Perhaps there’s a bit of nostalgia, he suggested, for people who maybe vaguely remember the farms and strawberry fields growing up. But, then again, there are events like the Mercer County 4H fairs, where Magnolia plays every year, where that farm culture is still alive — and where a band like that can meet someone like Paul Prestopino.

Prestopino, who plays dobro, mandolin and banjo in the band, was a fixture in the New York City folk scene of the early 1960s. He played alongside John Denver in the Chad Mitchell Trio and much later with Peter, Paul and Mary. And, during his long career at the famed Record Plant Studios in New York, he’s amassed credits playing on songs with everyone from Neil Young to Aerosmith.

But in the band, and at those jam sessions, said Backes, ”He’s just this modest guy who wears overalls and plays all these instruments really, really well.”

The band asked him to sit in at their first Snipes Farm appearance and were pleasantly surprised when he decided to stay on. And, true to form, the band doesn’t capitalize on his history at all, even if his presence inspired Backes and Shukla to “raise their game” a bit.

And, that game has now taken them from county fairs to Bourbon and Branch, where another bluegrass band, the Jersey Corn Pickers, has started a monthly bluegrass series.

It’s an ironic return to form for Backes, who’d played spots like this in Philadelphia and New York for years between graduate school and Magnolia.
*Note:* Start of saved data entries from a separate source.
//! Canonical key-combination model
//!
//! A [`Binding`] is the bit-set representation of every key held at one
//! instant: one bit per modifier out of a small closed set, one bit per
//! byte-sized key code. Exactly one `Binding` value corresponds to any
//! given held-key state, so equality is bit-for-bit and dispatch never
//! does subset matching.

mod keymap;
mod table;

pub use keymap::translate;
pub use table::{BindingTable, Command, Hotkey};

use std::fmt;

use serde::{Serialize, Serializer};

/// Modifier keys recognized in a combination.
///
/// The discriminant doubles as the bit index in [`Binding`]'s modifier set,
/// and the declaration order is the canonical display order.
#[derive(Debug, Clone, Copy, PartialEq, Eq, Hash, Serialize)]
#[serde(rename_all = "lowercase")]
pub enum Modifier {
    Win,
    Alt,
    Ctrl,
    Shift,
    Enter,
    Space,
    NumLock,
    CapsLock,
    ScrollLock,
    F1,
    F2,
    F3,
    F4,
    F5,
    F6,
    F7,
    F8,
    F9,
    F10,
    F11,
    F12,
}

impl Modifier {
    /// All modifiers in canonical display order.
    pub const ALL: [Modifier; 21] = [
        Modifier::Win,
        Modifier::Alt,
        Modifier::Ctrl,
        Modifier::Shift,
        Modifier::Enter,
        Modifier::Space,
        Modifier::NumLock,
        Modifier::CapsLock,
        Modifier::ScrollLock,
        Modifier::F1,
        Modifier::F2,
        Modifier::F3,
        Modifier::F4,
        Modifier::F5,
        Modifier::F6,
        Modifier::F7,
        Modifier::F8,
        Modifier::F9,
        Modifier::F10,
        Modifier::F11,
        Modifier::F12,
    ];

    pub(crate) fn bit(self) -> u32 {
        1 << (self as u32)
    }

    /// Lower-case token name, shared by the parser and the display form.
    pub fn name(self) -> &'static str {
        match self {
            Modifier::Win => "win",
            Modifier::Alt => "alt",
            Modifier::Ctrl => "ctrl",
            Modifier::Shift => "shift",
            Modifier::Enter => "enter",
            Modifier::Space => "space",
            Modifier::NumLock => "numlock",
            Modifier::CapsLock => "capslock",
            Modifier::ScrollLock => "scrolllock",
            Modifier::F1 => "f1",
            Modifier::F2 => "f2",
            Modifier::F3 => "f3",
            Modifier::F4 => "f4",
            Modifier::F5 => "f5",
            Modifier::F6 => "f6",
            Modifier::F7 => "f7",
            Modifier::F8 => "f8",
            Modifier::F9 => "f9",
            Modifier::F10 => "f10",
            Modifier::F11 => "f11",
            Modifier::F12 => "f12",
        }
    }
}

/// A translated key code: either a recognized modifier, a printable key
/// (already lower-cased), or something the daemon does not track at all.
///
/// `Unmapped` never mutates a [`Binding`] and never counts as a state
/// change.
#[derive(Debug, Clone, Copy, PartialEq, Eq)]
pub enum KeySym {
    Modifier(Modifier),
    Key(u8),
    Unmapped,
}

/// Bit-set of the keys held at one instant.
#[derive(Debug, Clone, Copy, Default, PartialEq, Eq, Hash)]
pub struct Binding {
    modifiers: u32,
    keys: [u64; 4],
}

pub(crate) fn key_slot(code: u8) -> (usize, u64) {
    ((code >> 6) as usize, 1u64 << (code & 63))
}

impl Binding {
    /// Create an empty combination.
    pub fn new() -> Self {
        Self::default()
    }

    pub(crate) fn from_raw(modifiers: u32, keys: [u64; 4]) -> Self {
        Self { modifiers, keys }
    }

    /// Set the bit for `sym`. Returns true iff the bit was previously
    /// unset, i.e. the combination actually changed.
    pub fn add(&mut self, sym: KeySym) -> bool {
        match sym {
            KeySym::Modifier(m) => {
                let bit = m.bit();
                let was_set = self.modifiers & bit != 0;
                self.modifiers |= bit;
                !was_set
            }
            KeySym::Key(code) => {
                let (word, bit) = key_slot(code);
                let was_set = self.keys[word] & bit != 0;
                self.keys[word] |= bit;
                !was_set
            }
            KeySym::Unmapped => false,
        }
    }

    /// Clear the bit for `sym`. Returns true iff the bit was previously
    /// set.
    pub fn remove(&mut self, sym: KeySym) -> bool {
        match sym {
            KeySym::Modifier(m) => {
                let bit = m.bit();
                let was_set = self.modifiers & bit != 0;
                self.modifiers &= !bit;
                was_set
            }
            KeySym::Key(code) => {
                let (word, bit) = key_slot(code);
                let was_set = self.keys[word] & bit != 0;
                self.keys[word] &= !bit;
                was_set
            }
            KeySym::Unmapped => false,
        }
    }

    pub fn contains(&self, sym: KeySym) -> bool {
        match sym {
            KeySym::Modifier(m) => self.modifiers & m.bit() != 0,
            KeySym::Key(code) => {
                let (word, bit) = key_slot(code);
                self.keys[word] & bit != 0
            }
            KeySym::Unmapped => false,
        }
    }

    /// Clear all bits.
    pub fn reset(&mut self) {
        self.modifiers = 0;
        self.keys = [0; 4];
    }

    pub fn is_empty(&self) -> bool {
        self.modifiers == 0 && self.keys == [0; 4]
    }
}

impl fmt::Display for Binding {
    /// Modifiers first in canonical order, then literal keys lower-cased,
    /// joined by `" + "`. Diagnostics only.
    fn fmt(&self, f: &mut fmt::Formatter<'_>) -> fmt::Result {
        let mut first = true;
        let mut sep = |f: &mut fmt::Formatter<'_>| -> fmt::Result {
            if first {
                first = false;
                Ok(())
            } else {
                write!(f, " + ")
            }
        };
        for m in Modifier::ALL {
            if self.modifiers & m.bit() != 0 {
                sep(f)?;
                write!(f, "{}", m.name())?;
            }
        }
        for code in 0..=255u8 {
            let (word, bit) = key_slot(code);
            if self.keys[word] & bit != 0 {
                sep(f)?;
                write!(f, "{}", code.to_ascii_lowercase() as char)?;
            }
        }
        Ok(())
    }
}

impl Serialize for Binding {
    fn serialize<S: Serializer>(&self, serializer: S) -> Result<S::Ok, S::Error> {
        serializer.collect_str(self)
    }
}

#[cfg(test)]
mod tests {
    use super::*;

    #[test]
    fn test_add_reports_change_only_once() {
        let mut b = Binding::new();
        assert!(b.add(KeySym::Modifier(Modifier::Ctrl)));
        assert!(!b.add(KeySym::Modifier(Modifier::Ctrl)));
        assert!(b.add(KeySym::Key(b'k')));
        assert!(!b.add(KeySym::Key(b'k')));
    }

    #[test]
    fn test_remove_reports_change_only_when_set() {
        let mut b = Binding::new();
        assert!(!b.remove(KeySym::Key(b'k')));
        b.add(KeySym::Key(b'k'));
        assert!(b.remove(KeySym::Key(b'k')));
        assert!(!b.remove(KeySym::Key(b'k')));
    }

    #[test]
    fn test_net_parity_reflected_by_contains() {
        let mut b = Binding::new();
        let sym = KeySym::Modifier(Modifier::Shift);
        b.add(sym);
        b.add(sym);
        assert!(b.contains(sym));
        b.remove(sym);
        assert!(!b.contains(sym));
    }

    #[test]
    fn test_equality_is_exact_not_subset() {
        let mut small = Binding::new();
        small.add(KeySym::Modifier(Modifier::Alt));
        small.add(KeySym::Key(b'k'));

        let mut big = small;
        big.add(KeySym::Modifier(Modifier::Ctrl));

        assert_eq!(small, small);
        assert_ne!(small, big);
    }

    #[test]
    fn test_unmapped_never_changes_state() {
        let mut b = Binding::new();
        assert!(!b.add(KeySym::Unmapped));
        assert!(!b.remove(KeySym::Unmapped));
        assert!(b.is_empty());
    }

    #[test]
    fn test_reset_yields_empty_display() {
        let mut b = Binding::new();
        b.add(KeySym::Modifier(Modifier::Ctrl));
        b.add(KeySym::Key(b'x'));
        b.reset();
        assert!(b.is_empty());
        assert_eq!(b.to_string(), "");
    }

    #[test]
    fn test_display_order_modifiers_then_keys() {
        let mut b = Binding::new();
        b.add(KeySym::Key(b'k'));
        b.add(KeySym::Modifier(Modifier::Ctrl));
        b.add(KeySym::Modifier(Modifier::Alt));
        assert_eq!(b.to_string(), "alt + ctrl + k");
    }

    #[test]
    fn test_high_key_codes_have_their_own_bits() {
        let mut b = Binding::new();
        b.add(KeySym::Key(200));
        assert!(b.contains(KeySym::Key(200)));
        assert!(!b.contains(KeySym::Key(72)));
    }
}
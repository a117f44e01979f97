//! Win32 backend: low-level keyboard hooks, key-state probe, session
//! notifications
//!
//! Each slot's WH_KEYBOARD_LL hook lives on its own message-pump thread;
//! a thread-local slot pointer lets a single hook procedure serve every
//! registration instead of one trampoline per slot. Hook callbacks run
//! inside the OS's time-boxed delivery context, so everything on that
//! path defers to the lock-free slot fast path.

use std::cell::RefCell;
use std::collections::HashMap;
use std::sync::{mpsc, Arc, Mutex};
use std::thread;

use tracing::{debug, error};

use windows::core::w;
use windows::Win32::Foundation::{HMODULE, HWND, LPARAM, LRESULT, WPARAM};
use windows::Win32::System::LibraryLoader::GetModuleHandleW;
use windows::Win32::System::RemoteDesktop::{
    WTSRegisterSessionNotification, WTSUnRegisterSessionNotification, NOTIFY_FOR_THIS_SESSION,
};
use windows::Win32::System::Threading::GetCurrentThreadId;
use windows::Win32::UI::Input::KeyboardAndMouse::GetAsyncKeyState;
use windows::Win32::UI::WindowsAndMessaging::{
    CallNextHookEx, CreateWindowExW, DefWindowProcW, DispatchMessageW, GetMessageW,
    GetWindowLongPtrW, PostQuitMessage, PostThreadMessageW, RegisterClassExW, SetWindowLongPtrW,
    SetWindowsHookExW, TranslateMessage, UnhookWindowsHookEx, GWLP_USERDATA, HHOOK, HWND_MESSAGE,
    KBDLLHOOKSTRUCT, MSG, WH_KEYBOARD_LL, WINDOW_EX_STYLE, WINDOW_STYLE, WM_DESTROY, WM_KEYDOWN,
    WM_KEYUP, WM_QUIT, WM_SYSKEYDOWN, WM_SYSKEYUP, WNDCLASSEXW,
};

use crate::hook::{Dispatch, HookError, HookPool, HookSlot, KeyDirection};

use super::HookBackend;

// Declared in the RemoteDesktop headers but not exposed as a constant.
const WM_WTSSESSION_CHANGE: u32 = 0x02B1;

thread_local! {
    /// Slot served by the hook installed on this pump thread.
    static ACTIVE_SLOT: RefCell<Option<Arc<HookSlot>>> = const { RefCell::new(None) };
}

unsafe extern "system" fn keyboard_hook_proc(code: i32, wparam: WPARAM, lparam: LPARAM) -> LRESULT {
    if code >= 0 {
        let info = &*(lparam.0 as *const KBDLLHOOKSTRUCT);
        let direction = match wparam.0 as u32 {
            WM_KEYDOWN | WM_SYSKEYDOWN => Some(KeyDirection::Down),
            WM_KEYUP | WM_SYSKEYUP => Some(KeyDirection::Up),
            _ => None,
        };
        if let Some(direction) = direction {
            let outcome = ACTIVE_SLOT.with(|slot| {
                slot.borrow()
                    .as_ref()
                    .map(|slot| slot.on_key_event(direction, info.vkCode as u8))
            });
            if outcome == Some(Dispatch::Consumed) {
                return LRESULT(1);
            }
        }
    }
    CallNextHookEx(HHOOK(0), code, wparam, lparam)
}

struct Pump {
    thread_id: u32,
    join: thread::JoinHandle<()>,
}

/// One message-pump thread per installed slot.
#[derive(Default)]
pub struct Win32Backend {
    pumps: Mutex<HashMap<usize, Pump>>,
}

impl HookBackend for Win32Backend {
    fn install(&self, slot: Arc<HookSlot>) -> Result<(), HookError> {
        let index = slot.index();
        let (ready_tx, ready_rx) = mpsc::channel();

        let join = thread::Builder::new()
            .name(format!("kbd-hook-{index}"))
            .spawn(move || hook_pump(slot, ready_tx))
            .map_err(|e| HookError::ThreadSpawn(e.to_string()))?;

        match ready_rx.recv() {
            Ok(Ok(thread_id)) => {
                self.pumps_state().insert(index, Pump { thread_id, join });
                Ok(())
            }
            Ok(Err(e)) => {
                let _ = join.join();
                Err(e)
            }
            Err(_) => {
                let _ = join.join();
                Err(HookError::Install(
                    "hook thread exited before reporting".to_string(),
                ))
            }
        }
    }

    fn uninstall(&self, slot_index: usize) {
        if let Some(pump) = self.pumps_state().remove(&slot_index) {
            unsafe {
                let _ = PostThreadMessageW(pump.thread_id, WM_QUIT, WPARAM(0), LPARAM(0));
            }
            let _ = pump.join.join();
        }
    }
}

impl Win32Backend {
    fn pumps_state(&self) -> std::sync::MutexGuard<'_, HashMap<usize, Pump>> {
        match self.pumps.lock() {
            Ok(guard) => guard,
            Err(poisoned) => poisoned.into_inner(),
        }
    }
}

fn hook_pump(slot: Arc<HookSlot>, ready_tx: mpsc::Sender<Result<u32, HookError>>) {
    unsafe {
        let module = GetModuleHandleW(None).unwrap_or(HMODULE::default());
        let hook = match SetWindowsHookExW(WH_KEYBOARD_LL, Some(keyboard_hook_proc), module, 0) {
            Ok(hook) => hook,
            Err(e) => {
                let _ = ready_tx.send(Err(HookError::Install(e.to_string())));
                return;
            }
        };

        let index = slot.index();
        ACTIVE_SLOT.with(|active| *active.borrow_mut() = Some(slot));
        let _ = ready_tx.send(Ok(GetCurrentThreadId()));
        debug!(slot = index, "hook pump running");

        let mut msg = MSG::default();
        while GetMessageW(&mut msg, HWND(0), 0, 0).into() {
            TranslateMessage(&msg);
            DispatchMessageW(&msg);
        }

        ACTIVE_SLOT.with(|active| active.borrow_mut().take());
        if let Err(e) = UnhookWindowsHookEx(hook) {
            error!(slot = index, ?e, "failed to remove keyboard hook");
        }
    }
}

/// High bit of GetAsyncKeyState: the key is physically down right now.
pub fn any_key_down() -> bool {
    (1..=255i32).any(|vk| unsafe { GetAsyncKeyState(vk) } as u16 & 0x8000 != 0)
}

unsafe extern "system" fn session_wndproc(
    hwnd: HWND,
    msg: u32,
    wparam: WPARAM,
    lparam: LPARAM,
) -> LRESULT {
    match msg {
        WM_WTSSESSION_CHANGE => {
            let pool = GetWindowLongPtrW(hwnd, GWLP_USERDATA) as *const HookPool;
            if !pool.is_null() {
                debug!(event = wparam.0, "session change; clearing key state");
                (*pool).reset_all();
            }
            LRESULT(0)
        }
        WM_DESTROY => {
            PostQuitMessage(0);
            LRESULT(0)
        }
        _ => DefWindowProcW(hwnd, msg, wparam, lparam),
    }
}

/// Joinable session-notification listener.
pub struct SessionPump {
    thread_id: u32,
    join: Option<thread::JoinHandle<()>>,
}

impl SessionPump {
    pub fn stop(mut self) {
        unsafe {
            let _ = PostThreadMessageW(self.thread_id, WM_QUIT, WPARAM(0), LPARAM(0));
        }
        if let Some(join) = self.join.take() {
            let _ = join.join();
        }
    }
}

pub fn spawn_session_pump(pool: Arc<HookPool>) -> Result<SessionPump, HookError> {
    let (ready_tx, ready_rx) = mpsc::channel();

    let join = thread::Builder::new()
        .name("session-watch".to_string())
        .spawn(move || session_pump(pool, ready_tx))
        .map_err(|e| HookError::ThreadSpawn(e.to_string()))?;

    match ready_rx.recv() {
        Ok(Ok(thread_id)) => Ok(SessionPump {
            thread_id,
            join: Some(join),
        }),
        Ok(Err(e)) => {
            let _ = join.join();
            Err(e)
        }
        Err(_) => {
            let _ = join.join();
            Err(HookError::Install(
                "session listener exited before reporting".to_string(),
            ))
        }
    }
}

fn session_pump(pool: Arc<HookPool>, ready_tx: mpsc::Sender<Result<u32, HookError>>) {
    unsafe {
        let module = GetModuleHandleW(None).unwrap_or(HMODULE::default());
        let class_name = w!("bindkeysd-session");

        let class = WNDCLASSEXW {
            cbSize: std::mem::size_of::<WNDCLASSEXW>() as u32,
            lpfnWndProc: Some(session_wndproc),
            hInstance: module.into(),
            lpszClassName: class_name,
            ..Default::default()
        };
        if RegisterClassExW(&class) == 0 {
            let _ = ready_tx.send(Err(HookError::Install(
                "failed to register listener window class".to_string(),
            )));
            return;
        }

        // Message-only window: it never draws, it only receives session
        // notifications.
        let hwnd = CreateWindowExW(
            WINDOW_EX_STYLE(0),
            class_name,
            w!("bindkeysd session watcher"),
            WINDOW_STYLE(0),
            0,
            0,
            0,
            0,
            HWND_MESSAGE,
            None,
            module,
            None,
        );
        if hwnd.0 == 0 {
            let _ = ready_tx.send(Err(HookError::Install(
                "failed to create listener window".to_string(),
            )));
            return;
        }

        let pool_ptr = Arc::into_raw(pool);
        SetWindowLongPtrW(hwnd, GWLP_USERDATA, pool_ptr as isize);

        if WTSRegisterSessionNotification(hwnd, NOTIFY_FOR_THIS_SESSION).is_err() {
            SetWindowLongPtrW(hwnd, GWLP_USERDATA, 0);
            drop(Arc::from_raw(pool_ptr));
            let _ = ready_tx.send(Err(HookError::Install(
                "failed to subscribe to session notifications".to_string(),
            )));
            return;
        }

        let _ = ready_tx.send(Ok(GetCurrentThreadId()));
        debug!("session listener running");

        let mut msg = MSG::default();
        while GetMessageW(&mut msg, HWND(0), 0, 0).into() {
            TranslateMessage(&msg);
            DispatchMessageW(&msg);
        }

        let _ = WTSUnRegisterSessionNotification(hwnd);
        SetWindowLongPtrW(hwnd, GWLP_USERDATA, 0);
        drop(Arc::from_raw(pool_ptr));
    }
}
//! Fixed-size pool of hook slots with round-robin table assignment

use std::sync::atomic::{AtomicU64, AtomicUsize, Ordering};
use std::sync::{Arc, Mutex};

use tracing::{debug, warn};

use crate::binding::BindingTable;
use crate::dispatch::CommandRunner;
use crate::platform::HookBackend;

use super::slot::{HookSlot, TableEntry};
use super::HookError;

/// Default number of parallel hook registrations. Spreading tables over
/// several hooks limits how many bindings one silently broken hook can
/// take down with it.
pub const DEFAULT_POOL_SIZE: usize = 4;

/// Opaque identifier returned by [`HookPool::register`]. Callers keep it
/// to unregister later; they are not expected to know which slot holds
/// their table.
#[derive(Debug, Clone, Copy, PartialEq, Eq, Hash)]
pub struct TableHandle(u64);

impl TableHandle {
    pub(crate) fn new(raw: u64) -> Self {
        Self(raw)
    }
}

/// Owns the slot array, the round-robin cursor, and hook install state.
///
/// `register`/`unregister`/`start`/`stop` belong to a single control
/// context; only `reset_all` is expected to arrive concurrently, from the
/// watchdog and session watcher.
pub struct HookPool {
    slots: Vec<Arc<HookSlot>>,
    cursor: AtomicUsize,
    next_handle: AtomicU64,
    backend: Box<dyn HookBackend>,
    installed: Mutex<Vec<bool>>,
}

impl HookPool {
    pub fn new(runner: Arc<dyn CommandRunner>, backend: Box<dyn HookBackend>) -> Self {
        Self::with_size(DEFAULT_POOL_SIZE, runner, backend)
    }

    pub fn with_size(
        size: usize,
        runner: Arc<dyn CommandRunner>,
        backend: Box<dyn HookBackend>,
    ) -> Self {
        let size = size.max(1);
        let slots = (0..size)
            .map(|index| Arc::new(HookSlot::new(index, Arc::clone(&runner))))
            .collect();
        Self {
            slots,
            cursor: AtomicUsize::new(0),
            next_handle: AtomicU64::new(1),
            backend,
            installed: Mutex::new(vec![false; size]),
        }
    }

    pub fn size(&self) -> usize {
        self.slots.len()
    }

    pub fn slots(&self) -> &[Arc<HookSlot>] {
        &self.slots
    }

    /// Assign `table` to the first free slot at or after the cursor,
    /// advancing the cursor past it.
    pub fn register(&self, table: BindingTable) -> Result<TableHandle, HookError> {
        let n = self.slots.len();
        let start = self.cursor.load(Ordering::Relaxed);
        let index = (0..n)
            .map(|offset| (start + offset) % n)
            .find(|&i| !self.slots[i].has_table())
            .ok_or(HookError::PoolExhausted(n))?;

        let handle = TableHandle(self.next_handle.fetch_add(1, Ordering::Relaxed));
        debug!(slot = index, ?handle, bindings = table.len(), "table registered");
        self.slots[index].publish_table(TableEntry {
            handle,
            table: Arc::new(table),
        });
        self.cursor.store((index + 1) % n, Ordering::Relaxed);
        Ok(handle)
    }

    /// Clear `handle`'s table from whichever slot currently holds it.
    pub fn unregister(&self, handle: TableHandle) {
        for slot in &self.slots {
            if slot.clear_table_if(handle) {
                debug!(slot = slot.index(), ?handle, "table unregistered");
                return;
            }
        }
        warn!(?handle, "unregister: no slot holds this table");
    }

    /// Install the OS hook for every slot that lacks one. A failed
    /// install disables only that slot; the pool keeps serving the rest.
    pub fn start(&self) {
        let mut installed = self.installed_state();
        for (index, slot) in self.slots.iter().enumerate() {
            if installed[index] {
                continue;
            }
            match self.backend.install(Arc::clone(slot)) {
                Ok(()) => {
                    installed[index] = true;
                    debug!(slot = index, "hook installed");
                }
                Err(e) => {
                    warn!(slot = index, %e, "hook install failed; slot disabled");
                }
            }
        }
    }

    /// Uninstall every slot's OS hook and discard its live state.
    pub fn stop(&self) {
        let mut installed = self.installed_state();
        for (index, slot) in self.slots.iter().enumerate() {
            if installed[index] {
                self.backend.uninstall(index);
                installed[index] = false;
                debug!(slot = index, "hook removed");
            }
            slot.reset();
        }
    }

    /// Clear every slot's live binding and liveness counters. Hook
    /// registrations are untouched. Safe from any thread.
    pub fn reset_all(&self) {
        for slot in &self.slots {
            slot.reset();
        }
        debug!("all slots reset");
    }

    fn installed_state(&self) -> std::sync::MutexGuard<'_, Vec<bool>> {
        match self.installed.lock() {
            Ok(guard) => guard,
            Err(poisoned) => poisoned.into_inner(),
        }
    }
}

#[cfg(test)]
mod tests {
    use super::*;
    use crate::dispatch::ShellRunner;
    use crate::platform::NullBackend;

    fn pool(size: usize) -> HookPool {
        HookPool::with_size(size, Arc::new(ShellRunner), Box::<NullBackend>::default())
    }

    #[test]
    fn test_register_round_robins_tables() {
        let pool = pool(3);
        let handles: Vec<_> = (0..3)
            .map(|_| pool.register(BindingTable::new()).unwrap())
            .collect();

        for (i, handle) in handles.iter().enumerate() {
            assert_eq!(pool.slots()[i].table_handle(), Some(*handle));
        }
    }

    #[test]
    fn test_register_skips_occupied_slots() {
        let pool = pool(3);
        let a = pool.register(BindingTable::new()).unwrap();
        let _b = pool.register(BindingTable::new()).unwrap();
        pool.unregister(a);

        // Cursor sits at slot 2; slot 0 is free again and must be reused
        // once 2 is taken.
        let c = pool.register(BindingTable::new()).unwrap();
        let d = pool.register(BindingTable::new()).unwrap();
        assert_eq!(pool.slots()[2].table_handle(), Some(c));
        assert_eq!(pool.slots()[0].table_handle(), Some(d));
    }

    #[test]
    fn test_register_fails_when_full() {
        let pool = pool(2);
        pool.register(BindingTable::new()).unwrap();
        pool.register(BindingTable::new()).unwrap();
        assert!(matches!(
            pool.register(BindingTable::new()),
            Err(HookError::PoolExhausted(2))
        ));
    }

    #[test]
    fn test_unregister_finds_table_regardless_of_cursor() {
        let pool = pool(4);
        let handles: Vec<_> = (0..4)
            .map(|_| pool.register(BindingTable::new()).unwrap())
            .collect();

        pool.unregister(handles[1]);
        assert_eq!(pool.slots()[1].table_handle(), None);
        assert_eq!(pool.slots()[0].table_handle(), Some(handles[0]));
        assert_eq!(pool.slots()[3].table_handle(), Some(handles[3]));
    }

    #[test]
    fn test_reset_all_clears_every_slot() {
        use crate::hook::KeyDirection;

        let pool = pool(2);
        pool.slots()[0].on_key_event(KeyDirection::Down, 17);
        pool.slots()[1].on_key_event(KeyDirection::Down, 18);

        pool.reset_all();
        assert!(pool.slots().iter().all(|s| s.live_snapshot().is_empty()));
    }

    #[test]
    fn test_start_and_stop_track_backend_installs() {
        let backend = Box::<NullBackend>::default();
        let pool = HookPool::with_size(3, Arc::new(ShellRunner), backend);

        pool.start();
        pool.start(); // idempotent: already-installed slots are skipped
        pool.stop();
        pool.start();
    }
}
But, he eventually traded in those stages and formal shows for loose jams and easygoing gigs .

“I got into bluegrass because it’s fun. People play it on porches and in backyards or festivals or apple picking — laid back, feel-good events,” he said. “There’s a part of me that’s sort of scared I’m gonna be back in front of people with their arms folded trying to decide if the band is as cool as the band they saw yesterday.”

But, he’s also feeling ambitious: “There’s this new crowd of people that like this music, and I feel like our band’s pretty good, so they should know about us.”